**Your goal:** Using the data below, work out how many lines contain the word "Result", then state that number without comment.

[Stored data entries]
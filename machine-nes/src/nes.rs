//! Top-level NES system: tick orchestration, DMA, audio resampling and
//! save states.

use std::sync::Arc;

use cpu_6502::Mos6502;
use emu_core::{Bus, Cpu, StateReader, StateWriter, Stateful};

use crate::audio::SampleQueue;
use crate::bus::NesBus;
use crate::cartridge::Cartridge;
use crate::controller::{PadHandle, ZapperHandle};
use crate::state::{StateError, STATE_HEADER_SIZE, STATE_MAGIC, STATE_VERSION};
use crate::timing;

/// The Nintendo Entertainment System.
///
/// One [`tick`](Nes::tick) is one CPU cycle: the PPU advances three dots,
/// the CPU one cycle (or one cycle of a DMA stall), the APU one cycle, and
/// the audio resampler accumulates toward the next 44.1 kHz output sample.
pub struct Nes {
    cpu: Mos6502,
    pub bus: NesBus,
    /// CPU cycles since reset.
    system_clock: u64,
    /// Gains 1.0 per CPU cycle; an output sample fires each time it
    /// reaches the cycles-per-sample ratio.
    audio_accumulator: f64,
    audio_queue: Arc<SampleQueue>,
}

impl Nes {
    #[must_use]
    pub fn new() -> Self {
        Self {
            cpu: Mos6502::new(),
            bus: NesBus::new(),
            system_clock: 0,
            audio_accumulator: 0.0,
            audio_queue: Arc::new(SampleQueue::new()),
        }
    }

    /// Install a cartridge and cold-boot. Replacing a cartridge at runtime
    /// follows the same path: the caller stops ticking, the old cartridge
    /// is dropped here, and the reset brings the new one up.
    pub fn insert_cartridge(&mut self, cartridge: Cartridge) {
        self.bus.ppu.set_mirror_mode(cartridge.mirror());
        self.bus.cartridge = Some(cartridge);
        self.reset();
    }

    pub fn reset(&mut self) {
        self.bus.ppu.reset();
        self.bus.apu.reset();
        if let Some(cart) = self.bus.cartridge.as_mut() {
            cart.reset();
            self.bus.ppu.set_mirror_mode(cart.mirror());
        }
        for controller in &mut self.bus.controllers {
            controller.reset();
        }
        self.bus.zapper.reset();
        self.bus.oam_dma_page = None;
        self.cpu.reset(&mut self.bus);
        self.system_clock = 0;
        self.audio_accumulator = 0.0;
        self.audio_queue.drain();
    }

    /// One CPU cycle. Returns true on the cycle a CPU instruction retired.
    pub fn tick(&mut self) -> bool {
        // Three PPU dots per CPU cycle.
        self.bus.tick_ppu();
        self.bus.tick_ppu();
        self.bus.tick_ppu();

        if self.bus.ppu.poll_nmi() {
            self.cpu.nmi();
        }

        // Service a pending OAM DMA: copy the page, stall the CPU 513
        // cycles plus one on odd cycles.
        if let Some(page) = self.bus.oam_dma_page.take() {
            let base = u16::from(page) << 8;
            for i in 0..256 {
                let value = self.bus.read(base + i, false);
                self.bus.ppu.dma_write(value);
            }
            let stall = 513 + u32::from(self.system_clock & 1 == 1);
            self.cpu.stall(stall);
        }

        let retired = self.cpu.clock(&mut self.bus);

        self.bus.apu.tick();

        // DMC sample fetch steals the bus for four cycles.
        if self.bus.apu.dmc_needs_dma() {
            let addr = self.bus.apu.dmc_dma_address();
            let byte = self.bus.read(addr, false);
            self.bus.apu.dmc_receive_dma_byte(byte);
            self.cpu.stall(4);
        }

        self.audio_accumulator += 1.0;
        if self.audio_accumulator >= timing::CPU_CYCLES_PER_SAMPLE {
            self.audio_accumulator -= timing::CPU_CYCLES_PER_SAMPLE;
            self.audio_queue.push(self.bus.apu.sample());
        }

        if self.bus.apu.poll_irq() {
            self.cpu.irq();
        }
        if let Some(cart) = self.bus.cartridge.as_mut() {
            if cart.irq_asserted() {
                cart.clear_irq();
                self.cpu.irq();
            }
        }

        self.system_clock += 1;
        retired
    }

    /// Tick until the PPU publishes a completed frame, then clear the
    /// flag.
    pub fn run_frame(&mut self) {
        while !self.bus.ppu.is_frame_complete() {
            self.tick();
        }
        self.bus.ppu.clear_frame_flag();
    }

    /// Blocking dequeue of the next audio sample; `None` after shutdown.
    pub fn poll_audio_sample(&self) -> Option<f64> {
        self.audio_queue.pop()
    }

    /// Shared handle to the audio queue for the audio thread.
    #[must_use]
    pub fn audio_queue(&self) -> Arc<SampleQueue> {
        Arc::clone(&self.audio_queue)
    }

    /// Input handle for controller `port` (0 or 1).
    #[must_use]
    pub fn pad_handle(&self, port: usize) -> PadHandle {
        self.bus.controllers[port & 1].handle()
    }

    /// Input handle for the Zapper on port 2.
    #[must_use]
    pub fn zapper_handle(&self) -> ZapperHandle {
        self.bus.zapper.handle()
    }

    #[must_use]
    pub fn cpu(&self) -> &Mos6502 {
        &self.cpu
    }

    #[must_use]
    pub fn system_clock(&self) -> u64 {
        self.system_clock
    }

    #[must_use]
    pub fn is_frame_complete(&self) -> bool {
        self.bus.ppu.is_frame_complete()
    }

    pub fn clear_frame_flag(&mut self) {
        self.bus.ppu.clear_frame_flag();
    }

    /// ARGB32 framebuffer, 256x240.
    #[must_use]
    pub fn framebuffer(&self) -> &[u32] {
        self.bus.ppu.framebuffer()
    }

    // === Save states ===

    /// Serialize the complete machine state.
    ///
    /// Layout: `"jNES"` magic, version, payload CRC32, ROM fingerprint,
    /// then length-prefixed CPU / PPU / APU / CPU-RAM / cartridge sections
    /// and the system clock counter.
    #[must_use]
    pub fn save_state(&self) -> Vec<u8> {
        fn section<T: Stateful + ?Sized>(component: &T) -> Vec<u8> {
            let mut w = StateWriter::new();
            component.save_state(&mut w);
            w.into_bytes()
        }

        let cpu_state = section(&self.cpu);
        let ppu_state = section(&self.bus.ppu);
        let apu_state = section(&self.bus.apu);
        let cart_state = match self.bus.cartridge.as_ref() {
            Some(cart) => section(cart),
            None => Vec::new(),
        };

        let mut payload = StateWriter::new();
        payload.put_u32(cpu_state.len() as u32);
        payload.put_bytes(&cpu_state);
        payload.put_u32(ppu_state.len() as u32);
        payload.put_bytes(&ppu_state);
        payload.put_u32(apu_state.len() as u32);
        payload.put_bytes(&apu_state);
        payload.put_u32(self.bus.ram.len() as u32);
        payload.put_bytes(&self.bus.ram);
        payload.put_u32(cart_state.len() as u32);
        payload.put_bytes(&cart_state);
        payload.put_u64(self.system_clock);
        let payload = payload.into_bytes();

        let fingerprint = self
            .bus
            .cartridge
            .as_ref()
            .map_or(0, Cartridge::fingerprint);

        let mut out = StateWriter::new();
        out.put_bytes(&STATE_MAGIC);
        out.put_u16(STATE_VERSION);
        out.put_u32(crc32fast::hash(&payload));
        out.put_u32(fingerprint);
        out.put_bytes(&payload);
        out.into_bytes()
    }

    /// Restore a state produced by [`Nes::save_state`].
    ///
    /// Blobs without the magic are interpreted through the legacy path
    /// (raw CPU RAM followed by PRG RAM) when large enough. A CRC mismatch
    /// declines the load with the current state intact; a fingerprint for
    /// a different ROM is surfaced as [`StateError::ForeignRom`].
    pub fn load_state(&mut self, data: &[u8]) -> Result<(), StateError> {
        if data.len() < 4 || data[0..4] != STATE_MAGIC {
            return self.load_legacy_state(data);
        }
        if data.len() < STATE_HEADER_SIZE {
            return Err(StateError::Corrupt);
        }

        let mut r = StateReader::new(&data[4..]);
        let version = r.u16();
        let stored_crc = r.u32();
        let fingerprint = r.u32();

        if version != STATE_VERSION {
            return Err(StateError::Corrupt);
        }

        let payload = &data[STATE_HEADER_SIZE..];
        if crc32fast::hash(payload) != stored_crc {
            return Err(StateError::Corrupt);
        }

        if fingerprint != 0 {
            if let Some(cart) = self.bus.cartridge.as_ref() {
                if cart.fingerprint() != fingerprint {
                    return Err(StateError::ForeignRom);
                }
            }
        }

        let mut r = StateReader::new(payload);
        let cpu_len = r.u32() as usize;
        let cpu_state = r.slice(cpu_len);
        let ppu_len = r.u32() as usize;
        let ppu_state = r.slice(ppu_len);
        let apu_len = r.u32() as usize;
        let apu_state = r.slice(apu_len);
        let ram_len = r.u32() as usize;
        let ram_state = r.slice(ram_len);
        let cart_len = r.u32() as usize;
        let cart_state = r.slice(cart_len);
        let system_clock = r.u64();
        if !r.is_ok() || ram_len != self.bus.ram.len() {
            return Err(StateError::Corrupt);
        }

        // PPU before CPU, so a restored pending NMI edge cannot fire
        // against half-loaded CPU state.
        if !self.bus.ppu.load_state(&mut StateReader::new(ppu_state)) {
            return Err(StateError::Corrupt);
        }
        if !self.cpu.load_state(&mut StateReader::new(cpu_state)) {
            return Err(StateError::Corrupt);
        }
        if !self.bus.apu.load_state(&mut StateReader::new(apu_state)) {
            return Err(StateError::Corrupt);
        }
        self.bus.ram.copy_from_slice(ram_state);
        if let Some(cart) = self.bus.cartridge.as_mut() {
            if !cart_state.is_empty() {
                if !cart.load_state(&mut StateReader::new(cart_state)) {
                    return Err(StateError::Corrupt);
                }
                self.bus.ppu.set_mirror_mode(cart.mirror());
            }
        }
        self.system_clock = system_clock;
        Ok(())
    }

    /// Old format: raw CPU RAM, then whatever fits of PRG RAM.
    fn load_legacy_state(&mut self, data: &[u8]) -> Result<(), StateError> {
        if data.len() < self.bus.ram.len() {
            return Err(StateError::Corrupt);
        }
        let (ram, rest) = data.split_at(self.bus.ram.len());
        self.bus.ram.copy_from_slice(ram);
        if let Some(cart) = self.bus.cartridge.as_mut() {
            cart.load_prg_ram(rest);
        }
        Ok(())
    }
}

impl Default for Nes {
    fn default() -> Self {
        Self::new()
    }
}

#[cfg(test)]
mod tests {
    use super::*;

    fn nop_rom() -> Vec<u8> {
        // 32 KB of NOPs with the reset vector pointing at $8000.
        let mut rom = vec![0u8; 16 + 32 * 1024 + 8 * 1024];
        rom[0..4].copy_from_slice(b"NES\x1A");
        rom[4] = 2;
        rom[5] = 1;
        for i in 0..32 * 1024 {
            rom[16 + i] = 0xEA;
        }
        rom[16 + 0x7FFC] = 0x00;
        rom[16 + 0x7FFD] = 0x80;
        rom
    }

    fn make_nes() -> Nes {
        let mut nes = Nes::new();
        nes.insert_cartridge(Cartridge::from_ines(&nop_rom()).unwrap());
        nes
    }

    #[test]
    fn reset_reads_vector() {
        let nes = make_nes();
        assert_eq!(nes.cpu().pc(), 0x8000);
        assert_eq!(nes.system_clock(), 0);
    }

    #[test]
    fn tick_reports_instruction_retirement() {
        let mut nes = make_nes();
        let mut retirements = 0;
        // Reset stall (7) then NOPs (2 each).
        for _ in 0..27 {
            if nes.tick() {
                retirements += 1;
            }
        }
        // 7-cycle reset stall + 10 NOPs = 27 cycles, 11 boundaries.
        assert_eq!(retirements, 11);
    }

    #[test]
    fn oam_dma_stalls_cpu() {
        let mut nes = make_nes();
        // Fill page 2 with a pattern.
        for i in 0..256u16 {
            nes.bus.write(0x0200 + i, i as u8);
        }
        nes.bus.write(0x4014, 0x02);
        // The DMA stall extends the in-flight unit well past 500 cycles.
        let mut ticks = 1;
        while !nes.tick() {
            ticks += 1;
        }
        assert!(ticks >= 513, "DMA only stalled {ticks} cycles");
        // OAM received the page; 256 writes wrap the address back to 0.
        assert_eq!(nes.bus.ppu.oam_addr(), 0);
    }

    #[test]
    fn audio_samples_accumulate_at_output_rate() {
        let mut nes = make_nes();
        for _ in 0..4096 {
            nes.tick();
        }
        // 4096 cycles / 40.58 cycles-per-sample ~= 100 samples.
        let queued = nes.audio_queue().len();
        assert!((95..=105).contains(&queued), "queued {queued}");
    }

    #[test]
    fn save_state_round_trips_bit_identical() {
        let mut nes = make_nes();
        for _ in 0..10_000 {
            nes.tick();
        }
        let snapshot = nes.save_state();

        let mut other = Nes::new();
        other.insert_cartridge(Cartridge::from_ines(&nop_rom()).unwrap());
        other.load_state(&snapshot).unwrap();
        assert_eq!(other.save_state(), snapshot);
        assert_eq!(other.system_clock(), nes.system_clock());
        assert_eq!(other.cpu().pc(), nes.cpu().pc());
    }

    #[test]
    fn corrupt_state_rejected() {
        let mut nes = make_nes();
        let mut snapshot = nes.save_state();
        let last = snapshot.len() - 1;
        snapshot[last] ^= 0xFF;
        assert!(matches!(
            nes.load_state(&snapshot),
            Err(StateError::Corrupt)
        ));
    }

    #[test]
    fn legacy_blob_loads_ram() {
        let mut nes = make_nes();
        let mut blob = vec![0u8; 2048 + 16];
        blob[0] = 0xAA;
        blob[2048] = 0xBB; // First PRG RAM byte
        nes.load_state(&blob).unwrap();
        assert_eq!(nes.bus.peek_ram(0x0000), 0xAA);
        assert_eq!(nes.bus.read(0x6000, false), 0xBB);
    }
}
--
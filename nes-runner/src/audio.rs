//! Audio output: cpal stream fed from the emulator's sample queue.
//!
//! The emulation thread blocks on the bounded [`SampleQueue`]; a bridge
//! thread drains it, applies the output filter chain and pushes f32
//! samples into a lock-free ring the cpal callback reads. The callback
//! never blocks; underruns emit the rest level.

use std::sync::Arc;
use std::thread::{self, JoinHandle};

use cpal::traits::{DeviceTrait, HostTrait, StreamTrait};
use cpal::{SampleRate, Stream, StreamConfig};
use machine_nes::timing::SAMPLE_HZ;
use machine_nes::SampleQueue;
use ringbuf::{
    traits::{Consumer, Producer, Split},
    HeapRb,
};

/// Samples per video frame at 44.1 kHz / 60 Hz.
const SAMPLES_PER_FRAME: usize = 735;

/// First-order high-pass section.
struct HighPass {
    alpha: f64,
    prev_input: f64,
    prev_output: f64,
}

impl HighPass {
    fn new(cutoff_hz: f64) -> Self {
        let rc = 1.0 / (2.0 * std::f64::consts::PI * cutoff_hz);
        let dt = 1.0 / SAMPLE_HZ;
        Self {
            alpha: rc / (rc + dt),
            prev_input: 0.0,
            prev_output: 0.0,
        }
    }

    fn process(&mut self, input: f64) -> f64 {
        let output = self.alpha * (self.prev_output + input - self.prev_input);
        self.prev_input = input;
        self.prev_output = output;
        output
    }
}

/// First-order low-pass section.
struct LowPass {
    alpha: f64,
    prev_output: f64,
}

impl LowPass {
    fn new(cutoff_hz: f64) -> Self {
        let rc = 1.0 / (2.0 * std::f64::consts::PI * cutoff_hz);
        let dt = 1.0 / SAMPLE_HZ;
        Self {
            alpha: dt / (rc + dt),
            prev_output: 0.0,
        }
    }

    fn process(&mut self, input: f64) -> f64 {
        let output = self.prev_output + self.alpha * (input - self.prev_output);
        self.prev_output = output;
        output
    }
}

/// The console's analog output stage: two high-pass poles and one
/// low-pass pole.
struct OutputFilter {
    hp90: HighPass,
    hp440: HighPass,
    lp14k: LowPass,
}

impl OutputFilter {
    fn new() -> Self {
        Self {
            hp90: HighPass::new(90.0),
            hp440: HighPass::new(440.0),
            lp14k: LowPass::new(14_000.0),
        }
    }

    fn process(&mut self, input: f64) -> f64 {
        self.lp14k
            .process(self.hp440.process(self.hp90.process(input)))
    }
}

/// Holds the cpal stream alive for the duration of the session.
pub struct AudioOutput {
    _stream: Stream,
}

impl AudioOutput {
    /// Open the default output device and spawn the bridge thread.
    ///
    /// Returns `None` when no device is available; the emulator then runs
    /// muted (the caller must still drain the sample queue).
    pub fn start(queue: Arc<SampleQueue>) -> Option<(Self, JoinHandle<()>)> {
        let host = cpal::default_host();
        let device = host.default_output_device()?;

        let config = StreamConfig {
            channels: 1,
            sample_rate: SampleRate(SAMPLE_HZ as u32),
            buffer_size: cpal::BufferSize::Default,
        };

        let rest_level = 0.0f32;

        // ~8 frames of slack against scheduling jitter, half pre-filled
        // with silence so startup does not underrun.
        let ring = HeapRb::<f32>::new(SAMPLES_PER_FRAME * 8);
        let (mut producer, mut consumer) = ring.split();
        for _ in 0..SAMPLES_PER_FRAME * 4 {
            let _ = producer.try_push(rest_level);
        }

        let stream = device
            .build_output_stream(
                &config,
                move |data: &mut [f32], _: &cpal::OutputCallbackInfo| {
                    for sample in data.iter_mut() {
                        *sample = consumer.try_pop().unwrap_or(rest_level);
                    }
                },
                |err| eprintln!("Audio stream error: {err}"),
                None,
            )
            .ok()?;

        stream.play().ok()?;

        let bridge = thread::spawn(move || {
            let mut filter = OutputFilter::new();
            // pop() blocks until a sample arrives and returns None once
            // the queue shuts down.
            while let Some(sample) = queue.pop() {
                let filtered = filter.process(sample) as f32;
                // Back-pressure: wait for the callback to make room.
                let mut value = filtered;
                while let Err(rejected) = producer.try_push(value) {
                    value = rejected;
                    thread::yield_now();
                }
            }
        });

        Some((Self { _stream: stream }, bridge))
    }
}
---
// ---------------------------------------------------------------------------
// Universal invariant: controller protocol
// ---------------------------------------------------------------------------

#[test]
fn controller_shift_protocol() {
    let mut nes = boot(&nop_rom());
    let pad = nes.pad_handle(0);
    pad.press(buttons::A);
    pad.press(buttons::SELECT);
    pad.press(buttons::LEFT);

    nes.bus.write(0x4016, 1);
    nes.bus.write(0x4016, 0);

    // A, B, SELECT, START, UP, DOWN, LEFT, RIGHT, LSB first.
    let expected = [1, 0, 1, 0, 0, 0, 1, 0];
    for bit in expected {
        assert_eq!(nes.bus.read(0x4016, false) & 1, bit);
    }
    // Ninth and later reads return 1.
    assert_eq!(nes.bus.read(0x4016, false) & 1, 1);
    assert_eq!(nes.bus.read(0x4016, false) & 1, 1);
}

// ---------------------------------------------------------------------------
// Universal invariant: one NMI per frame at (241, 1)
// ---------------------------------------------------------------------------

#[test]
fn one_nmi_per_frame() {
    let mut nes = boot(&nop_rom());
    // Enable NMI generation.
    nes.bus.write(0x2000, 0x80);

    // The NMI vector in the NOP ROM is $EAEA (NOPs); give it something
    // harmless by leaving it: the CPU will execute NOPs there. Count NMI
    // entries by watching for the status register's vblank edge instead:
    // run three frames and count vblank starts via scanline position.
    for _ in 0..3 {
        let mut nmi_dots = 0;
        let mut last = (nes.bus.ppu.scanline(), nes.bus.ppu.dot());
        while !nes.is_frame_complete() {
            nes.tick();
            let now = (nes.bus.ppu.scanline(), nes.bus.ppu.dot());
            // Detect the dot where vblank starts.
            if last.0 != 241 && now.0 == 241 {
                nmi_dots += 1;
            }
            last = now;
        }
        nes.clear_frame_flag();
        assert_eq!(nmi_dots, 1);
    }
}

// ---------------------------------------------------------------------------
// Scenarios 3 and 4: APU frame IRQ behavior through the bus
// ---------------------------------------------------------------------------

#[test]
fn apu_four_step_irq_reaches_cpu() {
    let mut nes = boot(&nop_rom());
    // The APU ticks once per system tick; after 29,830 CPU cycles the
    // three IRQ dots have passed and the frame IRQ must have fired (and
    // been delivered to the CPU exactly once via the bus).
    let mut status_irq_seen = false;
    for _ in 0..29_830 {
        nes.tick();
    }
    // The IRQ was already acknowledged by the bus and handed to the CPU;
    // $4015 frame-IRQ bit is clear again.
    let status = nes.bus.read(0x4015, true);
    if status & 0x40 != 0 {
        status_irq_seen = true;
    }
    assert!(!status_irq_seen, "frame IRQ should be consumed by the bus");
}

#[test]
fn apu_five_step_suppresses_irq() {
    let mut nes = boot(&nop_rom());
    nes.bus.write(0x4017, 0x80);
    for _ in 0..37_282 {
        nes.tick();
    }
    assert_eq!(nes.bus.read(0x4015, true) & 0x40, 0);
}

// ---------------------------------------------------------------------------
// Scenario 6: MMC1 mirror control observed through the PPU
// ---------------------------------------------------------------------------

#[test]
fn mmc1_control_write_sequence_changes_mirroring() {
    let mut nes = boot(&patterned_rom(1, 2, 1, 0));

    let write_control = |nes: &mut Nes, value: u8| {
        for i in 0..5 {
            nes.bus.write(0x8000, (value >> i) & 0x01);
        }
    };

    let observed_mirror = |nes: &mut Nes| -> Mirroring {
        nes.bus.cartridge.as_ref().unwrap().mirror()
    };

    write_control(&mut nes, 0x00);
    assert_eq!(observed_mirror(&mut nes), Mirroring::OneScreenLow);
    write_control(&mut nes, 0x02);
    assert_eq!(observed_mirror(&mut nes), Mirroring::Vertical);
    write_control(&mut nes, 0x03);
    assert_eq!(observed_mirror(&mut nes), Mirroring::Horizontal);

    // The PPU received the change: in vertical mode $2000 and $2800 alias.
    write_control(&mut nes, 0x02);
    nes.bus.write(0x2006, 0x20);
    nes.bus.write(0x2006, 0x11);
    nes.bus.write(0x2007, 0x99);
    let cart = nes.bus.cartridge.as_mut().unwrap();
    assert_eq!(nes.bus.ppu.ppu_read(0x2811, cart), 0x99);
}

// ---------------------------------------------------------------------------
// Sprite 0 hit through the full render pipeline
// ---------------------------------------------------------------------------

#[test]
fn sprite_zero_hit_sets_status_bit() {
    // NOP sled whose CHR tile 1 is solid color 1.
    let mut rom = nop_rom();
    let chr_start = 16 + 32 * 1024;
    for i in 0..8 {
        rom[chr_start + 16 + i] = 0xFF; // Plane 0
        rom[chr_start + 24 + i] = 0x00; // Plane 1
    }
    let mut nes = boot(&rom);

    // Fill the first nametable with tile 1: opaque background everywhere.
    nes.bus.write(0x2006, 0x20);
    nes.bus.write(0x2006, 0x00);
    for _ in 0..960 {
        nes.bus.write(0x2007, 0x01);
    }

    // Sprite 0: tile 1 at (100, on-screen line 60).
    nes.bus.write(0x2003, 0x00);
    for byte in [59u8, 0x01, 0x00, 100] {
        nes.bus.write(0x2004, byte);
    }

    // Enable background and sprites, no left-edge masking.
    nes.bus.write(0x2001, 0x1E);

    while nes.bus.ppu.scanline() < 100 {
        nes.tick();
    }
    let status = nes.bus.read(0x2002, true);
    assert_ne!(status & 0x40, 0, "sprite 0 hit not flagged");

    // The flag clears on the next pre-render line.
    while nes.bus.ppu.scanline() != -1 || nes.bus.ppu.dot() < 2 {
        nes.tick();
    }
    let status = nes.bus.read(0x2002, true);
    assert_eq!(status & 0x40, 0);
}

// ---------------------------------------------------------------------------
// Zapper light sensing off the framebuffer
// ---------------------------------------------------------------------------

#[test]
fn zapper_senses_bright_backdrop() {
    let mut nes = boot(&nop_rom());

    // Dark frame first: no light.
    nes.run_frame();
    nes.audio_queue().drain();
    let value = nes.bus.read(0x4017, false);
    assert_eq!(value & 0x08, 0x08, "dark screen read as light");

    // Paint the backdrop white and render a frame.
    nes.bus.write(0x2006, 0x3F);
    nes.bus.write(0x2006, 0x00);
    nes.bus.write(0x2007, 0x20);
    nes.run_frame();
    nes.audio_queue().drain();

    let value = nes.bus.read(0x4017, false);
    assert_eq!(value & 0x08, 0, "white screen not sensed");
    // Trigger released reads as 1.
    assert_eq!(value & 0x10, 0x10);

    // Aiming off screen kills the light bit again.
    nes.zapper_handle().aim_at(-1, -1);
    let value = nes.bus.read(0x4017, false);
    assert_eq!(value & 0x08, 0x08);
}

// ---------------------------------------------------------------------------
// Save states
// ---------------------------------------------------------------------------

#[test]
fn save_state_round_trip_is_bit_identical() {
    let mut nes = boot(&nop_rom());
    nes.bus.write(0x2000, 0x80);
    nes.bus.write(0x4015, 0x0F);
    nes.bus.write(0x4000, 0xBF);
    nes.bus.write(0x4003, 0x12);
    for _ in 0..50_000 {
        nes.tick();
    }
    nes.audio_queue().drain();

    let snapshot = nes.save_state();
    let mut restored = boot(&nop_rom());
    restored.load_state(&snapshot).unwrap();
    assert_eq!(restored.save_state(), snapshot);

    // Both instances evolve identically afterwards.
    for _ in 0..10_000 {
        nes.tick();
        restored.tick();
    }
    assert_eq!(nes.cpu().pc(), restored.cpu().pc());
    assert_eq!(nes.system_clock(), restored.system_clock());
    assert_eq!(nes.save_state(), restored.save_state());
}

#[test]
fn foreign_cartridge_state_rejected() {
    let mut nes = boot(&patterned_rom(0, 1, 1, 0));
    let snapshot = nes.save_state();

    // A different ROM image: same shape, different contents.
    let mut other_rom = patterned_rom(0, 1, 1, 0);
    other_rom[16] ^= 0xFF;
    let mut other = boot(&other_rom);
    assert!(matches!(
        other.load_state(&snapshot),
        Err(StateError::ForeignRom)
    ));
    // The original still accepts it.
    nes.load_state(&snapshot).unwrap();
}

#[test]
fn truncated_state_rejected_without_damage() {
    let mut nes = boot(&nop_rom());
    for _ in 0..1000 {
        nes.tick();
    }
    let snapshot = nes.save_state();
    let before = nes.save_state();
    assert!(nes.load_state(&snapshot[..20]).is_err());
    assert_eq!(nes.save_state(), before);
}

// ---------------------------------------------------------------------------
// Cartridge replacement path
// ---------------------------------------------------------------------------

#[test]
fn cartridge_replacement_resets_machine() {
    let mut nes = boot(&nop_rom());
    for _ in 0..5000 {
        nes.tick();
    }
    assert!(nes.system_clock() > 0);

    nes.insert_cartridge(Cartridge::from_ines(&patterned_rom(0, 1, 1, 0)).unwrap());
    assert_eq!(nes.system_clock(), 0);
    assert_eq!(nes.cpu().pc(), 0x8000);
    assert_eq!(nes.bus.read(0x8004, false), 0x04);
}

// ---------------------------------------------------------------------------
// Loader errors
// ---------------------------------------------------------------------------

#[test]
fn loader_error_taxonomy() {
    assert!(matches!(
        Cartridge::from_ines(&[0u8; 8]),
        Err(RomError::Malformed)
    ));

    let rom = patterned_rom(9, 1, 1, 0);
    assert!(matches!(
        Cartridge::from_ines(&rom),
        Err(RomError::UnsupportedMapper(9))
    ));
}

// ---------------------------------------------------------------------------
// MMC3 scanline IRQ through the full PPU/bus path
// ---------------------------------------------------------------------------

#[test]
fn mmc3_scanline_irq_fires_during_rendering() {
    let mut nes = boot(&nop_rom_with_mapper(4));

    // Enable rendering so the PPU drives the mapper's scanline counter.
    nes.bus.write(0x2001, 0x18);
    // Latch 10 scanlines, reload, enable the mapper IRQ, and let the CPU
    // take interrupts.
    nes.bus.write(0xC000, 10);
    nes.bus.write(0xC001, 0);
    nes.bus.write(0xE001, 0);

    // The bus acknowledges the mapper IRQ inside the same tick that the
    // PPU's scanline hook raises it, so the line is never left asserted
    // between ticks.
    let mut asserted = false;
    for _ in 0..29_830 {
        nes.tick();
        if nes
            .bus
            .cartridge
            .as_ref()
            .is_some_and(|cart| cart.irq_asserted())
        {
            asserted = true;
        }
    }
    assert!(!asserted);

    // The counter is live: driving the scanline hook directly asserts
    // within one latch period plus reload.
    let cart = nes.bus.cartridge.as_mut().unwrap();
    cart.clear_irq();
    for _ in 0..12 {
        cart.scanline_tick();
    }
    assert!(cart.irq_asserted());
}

**Reply:** 2